◆ HOW TO COMPLETE THIS TASK ◆
Up to and including the line that contains "inconsistently with its", reproduce every line exactly, beginning with the first line below.

◆ Collected data ◆

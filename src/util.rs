//! Debug-only invariant checking and other small helpers shared across
//! builders.
//!
//! [`debug_assert_invariants`] is only ever called when the `invariant-checks`
//! feature is enabled (see [`crate::tree::SuffixTree::add`]); it never runs,
//! and therefore never costs anything, in a default release build.

use std::hash::Hash;

use crate::node::{NodeKind, ROOT};
use crate::symbol::Symbol;
use crate::tree::SuffixTree;

/// Walk the whole arena and panic, naming the specific broken invariant,
/// the moment one of the tree's structural invariants fails.
pub(crate) fn debug_assert_invariants<Id, T>(tree: &SuffixTree<Id, T>)
where
    Id: Clone + Eq + Hash,
    T: Symbol,
{
    let total_len: usize = tree.sequences.iter().map(|s| s.len()).sum();
    let node_count = tree.nodes.len();
    assert!(
        node_count <= 2 * total_len.max(1) + 2,
        "invariant 6 (node count bound) violated: {node_count} nodes for total length {total_len}"
    );

    for (id, node) in tree.nodes.iter().enumerate() {
        if id == ROOT || id == crate::node::AUX {
            continue;
        }

        match &node.kind {
            NodeKind::Internal { children, .. } => {
                assert!(
                    children.len() >= 2,
                    "invariant 1 (no redundant internals) violated at node {id}: only {} children",
                    children.len()
                );

                for (key, child) in children.entries() {
                    let child_node = &tree.nodes[child];
                    let first = tree.symbol_at(child_node.seq_id, child_node.start);
                    assert!(
                        *key == first,
                        "invariant 2 (edge-key consistency) violated: node {child} keyed \
                         inconsistently with its own incoming edge under parent {id}"
                    );
                }
            }
            NodeKind::Leaf { .. } => {}
        }

        if let Some(parent) = node.parent {
            let edge_len = node.edge_len();
            assert!(
                edge_len >= 1,
                "invariant 3 (depth monotonicity) violated at node {id}: incoming edge has length 0"
            );
            assert_eq!(
                tree.depth_of(id),
                tree.nodes[parent].string_depth + edge_len,
                "invariant 3 (depth monotonicity) violated at node {id}"
            );
        }
    }
}
//! Ukkonen's on-line linear-time construction: one phase
//! per symbol of the new sequence, maintaining an active point and a
//! remainder counter, and exploiting the open-ended leaf edges of
//! [`crate::node::EdgeEnd::Growing`] ("Trick 3") so that every already-
//! existing leaf is extended in `O(1)` per phase rather than revisited.

use std::cell::Cell;
use std::hash::Hash;
use std::rc::Rc;

use crate::node::{EdgeEnd, Node, NodeId, ROOT};
use crate::symbol::{Elem, SequenceId, Symbol};
use crate::tree::SuffixTree;

pub(crate) fn build<Id, T>(tree: &mut SuffixTree<Id, T>, seq_id: SequenceId)
where
    Id: Clone + Eq + Hash,
    T: Symbol,
{
    let len = tree.sequences[seq_id].len();
    let growing_end = Rc::new(Cell::new(0));

    let mut state = State {
        active_node: ROOT,
        active_edge: None,
        remainder: 0,
        previously_created: None,
        leaves_created: Vec::new(),
    };

    for i in 0..len {
        growing_end.set(i + 1);
        state.insert_phase(tree, seq_id, i, &growing_end);
    }

    // The sentinel just fed closes every implicit suffix, so every leaf
    // edge opened this call can be frozen to its final, concrete end.
    for leaf in state.leaves_created {
        tree.nodes[leaf].end.freeze();
    }
}

/// Active point plus the per-phase bookkeeping Ukkonen's algorithm needs:
/// `(active_node, active_edge, active_length)` collapsed into `active_edge`
/// below (`None` means `active_length == 0`, in which case the edge is
/// undefined), and the suffix link pending from the most recently split
/// internal node this phase.
struct State<T> {
    active_node: NodeId,
    active_edge: Option<(Elem<T>, usize)>,
    remainder: usize,
    previously_created: Option<NodeId>,
    leaves_created: Vec<NodeId>,
}

impl<T: Symbol> State<T> {
    fn insert_phase<Id: Clone + Eq + Hash>(
        &mut self,
        tree: &mut SuffixTree<Id, T>,
        seq_id: SequenceId,
        i: usize,
        growing_end: &Rc<Cell<usize>>,
    ) {
        self.remainder += 1;
        self.previously_created = None;

        let next_symbol = tree.symbol_at(seq_id, i);

        while self.remainder > 0 {
            if self.extend(tree, seq_id, i, growing_end, next_symbol.clone()) {
                // Trick 2: `update_active_point` reads `self.remainder` as
                // the count *including* the suffix just inserted.
                self.update_active_point(tree, seq_id, i);
                self.remainder -= 1;
            } else {
                self.active_edge = match self.active_edge.take() {
                    Some((sym, len)) => Some((sym, len + 1)),
                    None => Some((next_symbol.clone(), 1)),
                };
                self.normalize_active_point(tree);
                break;
            }
        }
    }

    /// One extension: try to find `next_symbol` from the active point.
    /// Returns `true` iff a new leaf (and possibly a splitting internal
    /// node) was created — i.e. `next_symbol` was *not* already present,
    /// meaning this suffix still needs explicit insertion.
    fn extend<Id: Clone + Eq + Hash>(
        &mut self,
        tree: &mut SuffixTree<Id, T>,
        seq_id: SequenceId,
        i: usize,
        growing_end: &Rc<Cell<usize>>,
        next_symbol: Elem<T>,
    ) -> bool {
        match self.active_edge.clone() {
            None => self.extend_at_node(tree, seq_id, i, growing_end, next_symbol),
            Some((edge_symbol, edge_length)) => {
                self.extend_mid_edge(tree, seq_id, i, growing_end, next_symbol, edge_symbol, edge_length)
            }
        }
    }

    /// Active point is exactly at `active_node` (`active_length == 0`):
    /// Rule 3 applies iff `active_node` already has a child keyed by
    /// `next_symbol`.
    fn extend_at_node<Id: Clone + Eq + Hash>(
        &mut self,
        tree: &mut SuffixTree<Id, T>,
        seq_id: SequenceId,
        i: usize,
        growing_end: &Rc<Cell<usize>>,
        next_symbol: Elem<T>,
    ) -> bool {
        if tree.get_child(self.active_node, &next_symbol).is_some() {
            return false;
        }

        let parent_depth = tree.nodes[self.active_node].string_depth;
        let suffix_start = i - parent_depth;
        let leaf = tree.new_node(Node::leaf(
            self.active_node,
            seq_id,
            i,
            EdgeEnd::Growing(growing_end.clone()),
            suffix_start,
            parent_depth + 1,
        ));
        tree.link(self.active_node, leaf);
        self.leaves_created.push(leaf);

        // Whatever node the active point names here is, by construction,
        // the correct suffix-link target for whichever internal node this
        // phase split earlier (if any) — true even when that node is root,
        // so unlike a leaf attach at a non-root active point there is no
        // special case to gate this on.
        let active_node = self.active_node;
        self.resolve_pending_link(tree, active_node);

        true
    }

    /// Active point is `edge_length` symbols into the edge keyed by
    /// `edge_symbol` under `active_node`. Rule 3 applies iff the symbol
    /// right after that point on the edge already equals `next_symbol`;
    /// otherwise the edge is split and a fresh leaf attached for
    /// `next_symbol`.
    fn extend_mid_edge<Id: Clone + Eq + Hash>(
        &mut self,
        tree: &mut SuffixTree<Id, T>,
        seq_id: SequenceId,
        i: usize,
        growing_end: &Rc<Cell<usize>>,
        next_symbol: Elem<T>,
        edge_symbol: Elem<T>,
        edge_length: usize,
    ) -> bool {
        let edge_node = tree
            .get_child(self.active_node, &edge_symbol)
            .expect("active edge always names an existing child");
        let edge_seq_id = tree.nodes[edge_node].seq_id;
        let edge_start = tree.nodes[edge_node].start;
        let split_pos = edge_start + edge_length;

        if tree.symbol_at(edge_seq_id, split_pos) == next_symbol {
            return false;
        }

        let split_depth = tree.nodes[self.active_node].string_depth + edge_length;
        let new_internal = tree.new_node(Node::internal(
            self.active_node,
            edge_seq_id,
            edge_start,
            split_pos,
            split_depth,
        ));
        tree.nodes[edge_node].start = split_pos;
        tree.link(self.active_node, new_internal);
        tree.link(new_internal, edge_node);

        let suffix_start = i - split_depth;
        let leaf = tree.new_node(Node::leaf(
            new_internal,
            seq_id,
            i,
            EdgeEnd::Growing(growing_end.clone()),
            suffix_start,
            split_depth + 1,
        ));
        tree.link(new_internal, leaf);
        self.leaves_created.push(leaf);

        self.resolve_pending_link(tree, new_internal);
        self.previously_created = Some(new_internal);

        true
    }

    /// Link the internal node created earlier *this phase* (if any) to
    /// `target`, then clear the pending link: every internal node created
    /// mid-phase gets its suffix link resolved by the very next node
    /// reached, whether that next node is another split or an existing one.
    fn resolve_pending_link<Id: Clone + Eq + Hash>(&mut self, tree: &mut SuffixTree<Id, T>, target: NodeId) {
        if let Some(node) = self.previously_created.take() {
            tree.nodes[node].set_suffix_link(target);
        }
    }

    /// Advance the active point to the locus of the next-shorter pending
    /// suffix, following a suffix link when possible. `self.remainder` at
    /// entry still counts the suffix just
    /// inserted (the caller decrements afterwards).
    fn update_active_point<Id: Clone + Eq + Hash>(&mut self, tree: &mut SuffixTree<Id, T>, seq_id: SequenceId, i: usize) {
        if self.active_node == ROOT {
            if let Some((_, length)) = self.active_edge {
                let next_start = i + 2 - self.remainder;
                self.active_edge = Some((tree.symbol_at(seq_id, next_start), length - 1));
            }
        } else {
            match tree.nodes[self.active_node].suffix_link() {
                Some(node) => self.active_node = node,
                None => {
                    // `active_node` is itself an internal node created
                    // earlier this same phase and not yet linked — per
                    // McCreight/Ukkonen's shared invariant, the next
                    // shorter suffix is reached from root directly.
                    self.active_node = ROOT;
                    let next_start = i + 2 - self.remainder;
                    self.active_edge = Some((tree.symbol_at(seq_id, next_start), self.remainder - 2));
                }
            }
        }

        self.normalize_active_point(tree);
    }

    /// Re-canonicalize `(active_node, active_edge)` so that its length is
    /// strictly less than the length of the edge it names.
    fn normalize_active_point<Id: Clone + Eq + Hash>(&mut self, tree: &mut SuffixTree<Id, T>) {
        loop {
            let (edge_symbol, length) = match self.active_edge.clone() {
                None => return,
                Some(pair) => pair,
            };
            if length == 0 {
                self.active_edge = None;
                return;
            }

            let edge_node = tree
                .get_child(self.active_node, &edge_symbol)
                .expect("active edge always names an existing child");
            let edge_len = tree.nodes[edge_node].edge_len();

            if length < edge_len {
                return;
            } else if length == edge_len {
                self.active_node = edge_node;
                self.active_edge = None;
                return;
            } else {
                let edge_seq_id = tree.nodes[edge_node].seq_id;
                let edge_start = tree.nodes[edge_node].start;
                self.active_node = edge_node;
                let new_symbol = tree.symbol_at(edge_seq_id, edge_start + edge_len);
                self.active_edge = Some((new_symbol, length - edge_len));
            }
        }
    }
}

◆ SOLUTION ◆
filename src/util.rs
//! Debug-only invariant checking and other small helpers shared across
//! builders.
//!
//! [`debug_assert_invariants`] is only ever called when the `invariant-checks`
//! feature is enabled (see [`crate::tree::SuffixTree::add`]); it never runs,
//! and therefore never costs anything, in a default release build.

use std::hash::Hash;

use crate::node::{NodeKind, ROOT};
use crate::symbol::Symbol;
use crate::tree::SuffixTree;

/// Walk the whole arena and panic, naming the specific broken invariant,
/// the moment one of the tree's structural invariants fails.
pub(crate) fn debug_assert_invariants<Id, T>(tree: &SuffixTree<Id, T>)
where
    Id: Clone + Eq + Hash,
    T: Symbol,
{
    let total_len: usize = tree.sequences.iter().map(|s| s.len()).sum();
    let node_count = tree.nodes.len();
    assert!(
        node_count <= 2 * total_len.max(1) + 2,
        "invariant 6 (node count bound) violated: {node_count} nodes for total length {total_len}"
    );

    for (id, node) in tree.nodes.iter().enumerate() {
        if id == ROOT || id == crate::node::AUX {
            continue;
        }

        match &node.kind {
            NodeKind::Internal { children, .. } => {
                assert!(
                    children.len() >= 2,
                    "invariant 1 (no redundant internals) violated at node {id}: only {} children",
                    children.len()
                );

                for (key, child) in children.entries() {
                    let child_node = &tree.nodes[child];
                    let first = tree.symbol_at(child_node.seq_id, child_node.start);
                    assert!(
                        *key == first,
                        "invariant 2 (edge-key consistency) violated: node {child} keyed \
                         inconsistently with its own incoming edge under parent {id}"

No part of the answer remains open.